A glycoform is an isoform of a protein that differs only with respect to the number or type of attached glycan. Glycoproteins often consist of a number of different glycoforms, with alterations in the attached saccharide or oligosaccharide. These modifications may result from differences in biosynthesis during the process of glycosylation, or due to the action of glycosidases or glycosyltransferases. Glycoforms may be detected through detailed chemical analysis of separated glycoforms, but more conveniently detected through differential reaction with lectins, as in lectin affinity chromatography and lectin affinity electrophoresis. Typical examples of glycoproteins consisting of glycoforms are the blood proteins as orosomucoid, antitrypsin, and haptoglobin. An unusual glycoform variation is seen in neuronal cell adhesion molecule, NCAM involving polysialic acids, PSA.

==Examples==

=== ATF3 ===
Activating transcription factor 3 (Atf3) is a known RAG with numerous promoters. Atf3 expression increases after nerve injury and overexpression of a constitutively active form of Atf3 increases the rate of peripheral nerve regeneration. Four Atf3 isoforms were identified in dorsal root ganglia (DRG) so far.
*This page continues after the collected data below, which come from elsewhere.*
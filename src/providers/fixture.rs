//! In-memory provider backed by a JSON document.
//!
//! Serves the same five operations as the AWS provider, split into pages of a
//! configurable size, and can inject failures for chosen identifiers. Used by
//! the test suite and by `--fixture` for offline runs.

use std::path::Path;
use std::sync::Mutex;
use std::time::Duration;

use async_trait::async_trait;
use serde::Deserialize;

use super::{Page, Provider, ProviderError, operation};
use crate::resource::{AutoscalingGroup, Listener, Rule, Tag, TargetGroup};

pub const DEFAULT_FIXTURE_PAGE_SIZE: usize = 50;

/// Matches any identifier in an injected failure.
pub const ANY_IDENTIFIER: &str = "*";

#[derive(Debug, Clone, Default, Deserialize)]
pub struct Fixture {
    #[serde(default)]
    pub tags: Vec<Tag>,
    #[serde(default)]
    pub groups: Vec<AutoscalingGroup>,
    #[serde(default)]
    pub target_groups: Vec<TargetGroup>,
    #[serde(default)]
    pub listeners: Vec<Listener>,
    #[serde(default)]
    pub failures: Vec<InjectedFailure>,
}

#[derive(Debug, Clone, Copy, PartialEq, Eq, Deserialize)]
#[serde(rename_all = "snake_case")]
pub enum FailureKind {
    Throttled,
    Transient,
    Service,
    /// Never answers; the caller's timeout has to fire.
    Hang,
}

#[derive(Debug, Clone, Deserialize)]
pub struct InjectedFailure {
    /// Operation name, e.g. `DescribeRules`.
    pub operation: String,
    pub identifier: String,
    pub kind: FailureKind,
    /// Number of calls that fail before the operation recovers. `None` fails forever.
    #[serde(default)]
    pub times: Option<u32>,
}

impl InjectedFailure {
    pub fn new(operation: &str, identifier: &str, kind: FailureKind) -> Self {
        Self {
            operation: operation.to_string(),
            identifier: identifier.to_string(),
            kind,
            times: None,
        }
    }

    pub fn times(mut self, times: u32) -> Self {
        self.times = Some(times);
        self
    }

    fn applies_to(&self, operation: &str, identifiers: &[&str]) -> bool {
        self.operation == operation
            && (self.identifier == ANY_IDENTIFIER
                || identifiers.iter().any(|id| *id == self.identifier))
    }

    fn to_error(&self, operation: &'static str) -> ProviderError {
        let message = format!("injected failure for '{}'", self.identifier);
        match self.kind {
            FailureKind::Throttled => ProviderError::Throttled { operation, message },
            FailureKind::Transient | FailureKind::Hang => {
                ProviderError::Transient { operation, message }
            }
            FailureKind::Service => ProviderError::Service {
                operation,
                code: "InjectedFailure".to_string(),
                message,
            },
        }
    }
}

/// One request seen by the fixture provider.
#[derive(Debug, Clone, PartialEq, Eq)]
pub struct RecordedCall {
    pub operation: &'static str,
    pub identifiers: Vec<String>,
}

#[derive(Debug)]
pub struct FixtureProvider {
    fixture: Fixture,
    page_size: usize,
    remaining_failures: Mutex<Vec<(InjectedFailure, Option<u32>)>>,
    calls: Mutex<Vec<RecordedCall>>,
}

impl FixtureProvider {
    pub fn new(fixture: Fixture) -> Self {
        let remaining = fixture
            .failures
            .iter()
            .cloned()
            .map(|f| {
                let times = f.times;
                (f, times)
            })
            .collect();

        Self {
            fixture,
            page_size: DEFAULT_FIXTURE_PAGE_SIZE,
            remaining_failures: Mutex::new(remaining),
            calls: Mutex::new(Vec::new()),
        }
    }

    pub fn from_path(path: &Path) -> Result<Self, ProviderError> {
        let raw = std::fs::read_to_string(path).map_err(|e| {
            ProviderError::Configuration(format!("cannot read fixture {}: {e}", path.display()))
        })?;
        let fixture: Fixture = serde_json::from_str(&raw).map_err(|e| {
            ProviderError::Configuration(format!("invalid fixture {}: {e}", path.display()))
        })?;
        Ok(Self::new(fixture))
    }

    /// Page size for every paginated operation. Clamped to at least one.
    pub fn with_page_size(mut self, page_size: usize) -> Self {
        self.page_size = page_size.max(1);
        self
    }

    pub fn calls(&self) -> Vec<RecordedCall> {
        self.calls
            .lock()
            .unwrap_or_else(|e| e.into_inner())
            .clone()
    }

    pub fn call_count(&self, operation: &str) -> usize {
        self.calls
            .lock()
            .unwrap_or_else(|e| e.into_inner())
            .iter()
            .filter(|c| c.operation == operation)
            .count()
    }

    async fn enter(
        &self,
        operation: &'static str,
        identifiers: &[&str],
    ) -> Result<(), ProviderError> {
        self.calls
            .lock()
            .unwrap_or_else(|e| e.into_inner())
            .push(RecordedCall {
                operation,
                identifiers: identifiers.iter().map(|s| s.to_string()).collect(),
            });

        let triggered = {
            let mut failures = self
                .remaining_failures
                .lock()
                .unwrap_or_else(|e| e.into_inner());
            failures
                .iter_mut()
                .find(|(f, left)| f.applies_to(operation, identifiers) && left != &Some(0))
                .map(|(f, left)| {
                    if let Some(n) = left {
                        *n -= 1;
                    }
                    f.clone()
                })
        };

        match triggered {
            Some(failure) if failure.kind == FailureKind::Hang => {
                tokio::time::sleep(Duration::from_secs(3600)).await;
                Err(failure.to_error(operation))
            }
            Some(failure) => Err(failure.to_error(operation)),
            None => Ok(()),
        }
    }

    fn paginate<T: Clone>(
        &self,
        operation: &'static str,
        items: Vec<T>,
        next_token: Option<String>,
    ) -> Result<Page<T>, ProviderError> {
        let offset = match next_token {
            Some(token) => token.parse::<usize>().map_err(|_| ProviderError::Service {
                operation,
                code: "InvalidNextToken".to_string(),
                message: format!("invalid token '{token}'"),
            })?,
            None => 0,
        };

        let end = offset.saturating_add(self.page_size).min(items.len());
        let page = items.get(offset..end).map(<[T]>::to_vec).unwrap_or_default();
        let next = (end < items.len()).then(|| end.to_string());

        Ok(Page::new(page, next))
    }
}

#[async_trait]
impl Provider for FixtureProvider {
    fn name(&self) -> &str {
        "fixture"
    }

    async fn describe_tags(
        &self,
        project: &str,
        next_token: Option<String>,
    ) -> Result<Page<Tag>, ProviderError> {
        self.enter(operation::DESCRIBE_TAGS, &[project]).await?;

        let tags = self
            .fixture
            .tags
            .iter()
            .filter(|t| t.value == project)
            .cloned()
            .collect();

        self.paginate(operation::DESCRIBE_TAGS, tags, next_token)
    }

    async fn describe_auto_scaling_groups(
        &self,
        names: &[String],
        next_token: Option<String>,
    ) -> Result<Page<AutoscalingGroup>, ProviderError> {
        let ids: Vec<&str> = names.iter().map(String::as_str).collect();
        self.enter(operation::DESCRIBE_AUTO_SCALING_GROUPS, &ids)
            .await?;

        // Unknown names are silently skipped, as the real API does.
        let groups = self
            .fixture
            .groups
            .iter()
            .filter(|g| names.is_empty() || names.contains(&g.name))
            .cloned()
            .collect();

        self.paginate(operation::DESCRIBE_AUTO_SCALING_GROUPS, groups, next_token)
    }

    async fn describe_target_groups(
        &self,
        ids: &[String],
        next_token: Option<String>,
    ) -> Result<Page<TargetGroup>, ProviderError> {
        let requested: Vec<&str> = ids.iter().map(String::as_str).collect();
        self.enter(operation::DESCRIBE_TARGET_GROUPS, &requested)
            .await?;

        let target_groups = self
            .fixture
            .target_groups
            .iter()
            .filter(|tg| ids.contains(&tg.id))
            .cloned()
            .collect();

        self.paginate(operation::DESCRIBE_TARGET_GROUPS, target_groups, next_token)
    }

    async fn describe_listeners(
        &self,
        load_balancer_id: &str,
        next_token: Option<String>,
    ) -> Result<Page<Listener>, ProviderError> {
        self.enter(operation::DESCRIBE_LISTENERS, &[load_balancer_id])
            .await?;

        let listeners = self
            .fixture
            .listeners
            .iter()
            .filter(|l| l.load_balancer_id == load_balancer_id)
            .map(|l| Listener {
                rules: Vec::new(),
                ..l.clone()
            })
            .collect();

        self.paginate(operation::DESCRIBE_LISTENERS, listeners, next_token)
    }

    async fn describe_rules(
        &self,
        listener_id: &str,
        next_token: Option<String>,
    ) -> Result<Page<Rule>, ProviderError> {
        self.enter(operation::DESCRIBE_RULES, &[listener_id]).await?;

        let rules = self
            .fixture
            .listeners
            .iter()
            .find(|l| l.id == listener_id)
            .map(|l| l.rules.clone())
            .ok_or_else(|| ProviderError::Service {
                operation: operation::DESCRIBE_RULES,
                code: "ListenerNotFound".to_string(),
                message: format!("listener '{listener_id}' not found"),
            })?;

        self.paginate(operation::DESCRIBE_RULES, rules, next_token)
    }
}
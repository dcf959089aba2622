use aws_sdk_autoscaling::error::{DisplayErrorContext, ProvideErrorMetadata, SdkError};

use crate::providers::ProviderError;

/// Known AWS error codes for throttling/rate limiting
const THROTTLING_CODES: &[&str] = &[
    "Throttling",
    "ThrottlingException",
    "RequestLimitExceeded",
    "RequestThrottled",
    "TooManyRequestsException",
];

/// Known AWS error codes for server-side failures worth retrying
const TRANSIENT_CODES: &[&str] = &[
    "InternalFailure",
    "InternalError",
    "ServiceUnavailable",
    "RequestTimeout",
    "RequestTimeoutException",
];

/// Classify an AWS SDK error from either service client.
///
/// Both SDK crates share the smithy error types, so one classifier covers the
/// autoscaling and elbv2 operation errors alike.
pub fn classify_sdk_error<E>(operation: &'static str, err: &SdkError<E>) -> ProviderError
where
    E: ProvideErrorMetadata + std::error::Error + 'static,
{
    let context = DisplayErrorContext(err).to_string();

    match err {
        SdkError::ConstructionFailure(_) => {
            return ProviderError::Configuration(format!("{operation}: {context}"));
        }
        SdkError::TimeoutError(_) | SdkError::DispatchFailure(_) | SdkError::ResponseError(_) => {
            return ProviderError::Transient {
                operation,
                message: context,
            };
        }
        _ => {}
    }

    let status = err.raw_response().map(|r| r.status().as_u16());
    if status.is_some_and(|s| s >= 500) && err.code().is_none() {
        return ProviderError::Transient {
            operation,
            message: context,
        };
    }

    classify_error_code(operation, err.code(), err.message().unwrap_or(&context))
}

/// Classify by AWS error code alone.
pub fn classify_error_code(
    operation: &'static str,
    code: Option<&str>,
    message: &str,
) -> ProviderError {
    let message = message.to_string();

    match code {
        Some(c) if THROTTLING_CODES.contains(&c) => ProviderError::Throttled { operation, message },
        Some(c) if TRANSIENT_CODES.contains(&c) => ProviderError::Transient { operation, message },
        Some(c) => ProviderError::Service {
            operation,
            code: c.to_string(),
            message,
        },
        None => ProviderError::Service {
            operation,
            code: "Unknown".to_string(),
            message,
        },
    }
}
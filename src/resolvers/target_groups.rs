use std::collections::{BTreeMap, BTreeSet};

use tracing::debug;

use super::{ResolveError, Stage};
use crate::call::CallContext;
use crate::providers::{Provider, operation};
use crate::resource::TargetGroup;

/// Largest target group batch sent in one describe request.
pub const MAX_TARGET_GROUPS_PER_CALL: usize = 20;

#[derive(Clone, Copy)]
pub struct TargetGroupResolver<'a> {
    provider: &'a dyn Provider,
    calls: &'a CallContext,
}

impl<'a> TargetGroupResolver<'a> {
    pub fn new(provider: &'a dyn Provider, calls: &'a CallContext) -> Self {
        Self { provider, calls }
    }

    /// Maps each target group to one load balancer.
    ///
    /// A target group reporting several load balancers resolves to the
    /// lexicographically smallest identifier. Target groups with none are
    /// left out.
    pub async fn resolve(
        &self,
        ids: &BTreeSet<String>,
    ) -> Result<BTreeMap<String, String>, ResolveError> {
        let ids: Vec<String> = ids.iter().cloned().collect();
        let mut attached: BTreeMap<String, TargetGroup> = BTreeMap::new();

        for batch in ids.chunks(MAX_TARGET_GROUPS_PER_CALL) {
            let described = self
                .calls
                .drain_pages(operation::DESCRIBE_TARGET_GROUPS, |token| {
                    self.provider.describe_target_groups(batch, token)
                })
                .await
                .map_err(|e| ResolveError::new(Stage::TargetGroups, batch.join(","), e))?;

            for target_group in described {
                let merged = attached
                    .entry(target_group.id.clone())
                    .or_insert_with(|| TargetGroup {
                        id: target_group.id.clone(),
                        load_balancer_ids: BTreeSet::new(),
                    });
                merged.load_balancer_ids.extend(target_group.load_balancer_ids);
            }
        }

        let resolved: BTreeMap<String, String> = attached
            .values()
            .filter_map(|tg| {
                tg.primary_load_balancer()
                    .map(|lb| (tg.id.clone(), lb.to_string()))
            })
            .collect();

        debug!(
            requested = ids.len(),
            attached = resolved.len(),
            "target groups resolved to load balancers"
        );

        Ok(resolved)
    }
}

#[cfg(test)]
mod tests {
    use super::*;
    use crate::config::{RetryPolicy, TraceConfig};
    use crate::providers::fixture::{Fixture, FixtureProvider};
    use crate::resource::dedup;
    use tokio_util::sync::CancellationToken;

    fn calls() -> CallContext {
        let config = TraceConfig {
            retry: RetryPolicy::immediate(0),
            ..Default::default()
        };
        CallContext::new(&config, CancellationToken::new())
    }

    fn target_group(id: &str, lbs: &[&str]) -> TargetGroup {
        TargetGroup {
            id: id.to_string(),
            load_balancer_ids: dedup(lbs.iter().copied()),
        }
    }

    #[tokio::test]
    async fn test_resolve_omits_detached_target_groups() {
        let provider = FixtureProvider::new(Fixture {
            target_groups: vec![target_group("tg-1", &["lb-1"]), target_group("tg-2", &[])],
            ..Default::default()
        });
        let calls = calls();

        let resolved = TargetGroupResolver::new(&provider, &calls)
            .resolve(&dedup(["tg-1", "tg-2"]))
            .await
            .unwrap();

        assert_eq!(resolved.len(), 1);
        assert_eq!(resolved["tg-1"], "lb-1");
    }

    #[tokio::test]
    async fn test_resolve_tie_break_is_smallest_identifier() {
        let fixture = Fixture {
            target_groups: vec![target_group("tg-1", &["lb-zeta", "lb-alpha", "lb-mu"])],
            ..Default::default()
        };

        for _ in 0..5 {
            let provider = FixtureProvider::new(fixture.clone());
            let calls = calls();
            let resolved = TargetGroupResolver::new(&provider, &calls)
                .resolve(&dedup(["tg-1"]))
                .await
                .unwrap();
            assert_eq!(resolved["tg-1"], "lb-alpha");
        }
    }

    #[tokio::test]
    async fn test_resolve_tie_break_spans_pages() {
        let provider = FixtureProvider::new(Fixture {
            target_groups: vec![target_group("tg-1", &["lb-b"]), target_group("tg-1", &["lb-a"])],
            ..Default::default()
        })
        .with_page_size(1);
        let calls = calls();

        let resolved = TargetGroupResolver::new(&provider, &calls)
            .resolve(&dedup(["tg-1"]))
            .await
            .unwrap();

        assert_eq!(resolved["tg-1"], "lb-a");
    }

    #[tokio::test]
    async fn test_resolve_empty_input() {
        let provider = FixtureProvider::new(Fixture::default());
        let calls = calls();

        let resolved = TargetGroupResolver::new(&provider, &calls)
            .resolve(&BTreeSet::new())
            .await
            .unwrap();

        assert!(resolved.is_empty());
        assert_eq!(provider.call_count(operation::DESCRIBE_TARGET_GROUPS), 0);
    }

    #[tokio::test]
    async fn test_resolve_chunks_batches() {
        let ids: Vec<String> = (0..MAX_TARGET_GROUPS_PER_CALL + 5)
            .map(|i| format!("tg-{i:02}"))
            .collect();
        let provider = FixtureProvider::new(Fixture {
            target_groups: ids.iter().map(|id| target_group(id, &["lb-1"])).collect(),
            ..Default::default()
        });
        let calls = calls();

        let resolved = TargetGroupResolver::new(&provider, &calls)
            .resolve(&dedup(ids.clone()))
            .await
            .unwrap();

        assert_eq!(resolved.len(), ids.len());
        assert_eq!(provider.call_count(operation::DESCRIBE_TARGET_GROUPS), 2);
    }
}
use std::collections::BTreeSet;

use serde::{Deserialize, Serialize};

/// One tag record as returned by the provider.
#[derive(Debug, Clone, PartialEq, Eq, Serialize, Deserialize)]
pub struct Tag {
    pub resource_id: String,
    pub value: String,
}

#[derive(Debug, Clone, PartialEq, Eq, Default, Serialize, Deserialize)]
pub struct AutoscalingGroup {
    pub name: String,
    #[serde(default)]
    pub target_group_ids: BTreeSet<String>,
}

#[derive(Debug, Clone, PartialEq, Eq, Default, Serialize, Deserialize)]
pub struct TargetGroup {
    pub id: String,
    #[serde(default)]
    pub load_balancer_ids: BTreeSet<String>,
}

impl TargetGroup {
    /// Smallest load balancer identifier, so a target group reporting several
    /// load balancers always resolves to the same one.
    pub fn primary_load_balancer(&self) -> Option<&str> {
        self.load_balancer_ids.first().map(String::as_str)
    }
}

#[derive(Debug, Clone, PartialEq, Eq, Default, Serialize, Deserialize)]
pub struct Listener {
    pub id: String,
    pub load_balancer_id: String,
    #[serde(default)]
    pub rules: Vec<Rule>,
}

#[derive(Debug, Clone, PartialEq, Eq, Default, Serialize, Deserialize)]
pub struct Rule {
    #[serde(default)]
    pub id: String,
    /// Target groups reached by this rule's forward actions.
    #[serde(default)]
    pub forward_targets: BTreeSet<String>,
}

impl Rule {
    pub fn forwards_to(&self, target_group_id: &str) -> bool {
        self.forward_targets.contains(target_group_id)
    }
}

/// A listener confirmed to forward traffic into a group's target group.
#[derive(Debug, Clone, PartialEq, Eq, PartialOrd, Ord, Hash, Serialize, Deserialize)]
#[serde(rename_all = "snake_case")]
pub struct Correlation {
    pub group_name: String,
    pub target_group_id: String,
    pub listener_id: String,
}

impl Correlation {
    pub fn new(
        group_name: impl Into<String>,
        target_group_id: impl Into<String>,
        listener_id: impl Into<String>,
    ) -> Self {
        Self {
            group_name: group_name.into(),
            target_group_id: target_group_id.into(),
            listener_id: listener_id.into(),
        }
    }
}

/// Collapses an identifier sequence into a canonical, deduplicated set.
pub fn dedup<I, S>(ids: I) -> BTreeSet<String>
where
    I: IntoIterator<Item = S>,
    S: Into<String>,
{
    ids.into_iter().map(Into::into).collect()
}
These four isoforms differ in TSS, and one differs in the CDS. However it is unclear which promoters are in use in regenerating DRG neurons.

=== PTEN ===
Phosphatase and tensin homolog (Pten) is originally identified as a tumor suppressor gene. Recent studies found that Pten also suppressed axon regeneration in retinal ganglion cells, corticospinal tract, and DRG neurons. So far 3 Pten isoforms (Pten, PtenJ1, and Pten J2) have been identified and analyzed. Pten J1 is identical in sequence to the conventional Pten isoform except for a difference in TSS and a small shift in the CDS. Pten J2 has a truncated CDS, an alternative transcription start site and a longer 3' UTR compared to the conventional Pten isoform expressed within neurons. The truncated CDS encodes a protein that lacks a phosphate domain. Also, overexpression of Pten J2 and Pten in primary cortical neurons does not influence axon regeneration. So it's hypothesized that Pten J2 works as regulatory RNA to inhibit the activity of Pten.

=== Additional studies ===
Recently some progress has been made to characterize known isoforms of regeneration associated genes (RAGs) using RNA-Seq, which is important in understanding the isoform diversity in the CNS.